I heard her close the door and I was alone again. I tried to sleep, or better yet, I tried to get myself to wake up from what I could only believe was a never-ending nightmare. Connor wasn’t gone, I was just asleep and needed to wake up. If I did, he would be lying there next to me, just like he had for the last ten years.
Connor and I met our sophomore year at college and it was love at first sight. For so long, I had told myself that the only men in my life were the ones who left or chose other people, no matter how much I showed them I loved them. I was walking into my public speaking class and sat down at one of the tables when I looked up to see this guy with metal-framed glasses walk in. I watched him as he strolled through the class, walked up the stairs, and then pulled out the seat right next to mine and sat down. Never in my life had I ever seen a man as beautiful as he was, with his tousled ashy hair and soft blue eyes.
And the glasses—don’t even get me started about the glasses.
I must have forgotten to close my mouth or move or look anything like a normal human because when he noticed me staring at him, he started laughing.
“You know, there’s a lot of bugs in this room. If you don’t close your mouth, one might fly into it,” he leaned over and whispered in my ear.
We were dating by the following weekend and married the summer after we graduated.
Everything with Connor was so easy. He made me laugh, challenged what I said but in a way that was interesting and sparked conversation, and he told me I was beautiful every morning when we woke up next to one another. Even on the days when we didn’t wake up next to one another, because one of us was traveling or before we lived together, I had a ‘Good morning, beautiful’ text waiting for me to read.
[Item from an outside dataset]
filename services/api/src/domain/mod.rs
pub mod repository;
pub mod types;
Every day I felt safe with him, happy with him, and loved by him. Never once in our ten-year relationship did I get the sense that he was going to bolt like my dad did or suddenly decide there was someone better. He looked me in the eyes when he listened to me, supported my crazy ideas while keeping his apprehension to himself, and never told me there was something I couldn’t do. He was the first man to love me like he did.
And now he was gone.
As I was failing miserably to wake up from this life that had to be a nightmare, I heard the front door open and knew Piper had finally made it to the house. I heard her open up the fridge and close it again, then the sounds of her unloading and loading the dishwasher. After she was done, she ascended the stairs toward the place where she knew she would find me.
She opened the door, moved to the side of the bed I was facing, and put her face directly into mine.
“Hi. I spoke to Martha and she told me you were in here. When was the last time you left this room?” my best friend questioned. She was so close I could smell the coffee on her breath.
“I don’t know. She made me shower this morning but I managed to put the same clothes back on and then crawled back into bed before she could stop me,” I mumbled, pulling the covers even closer to my eyes.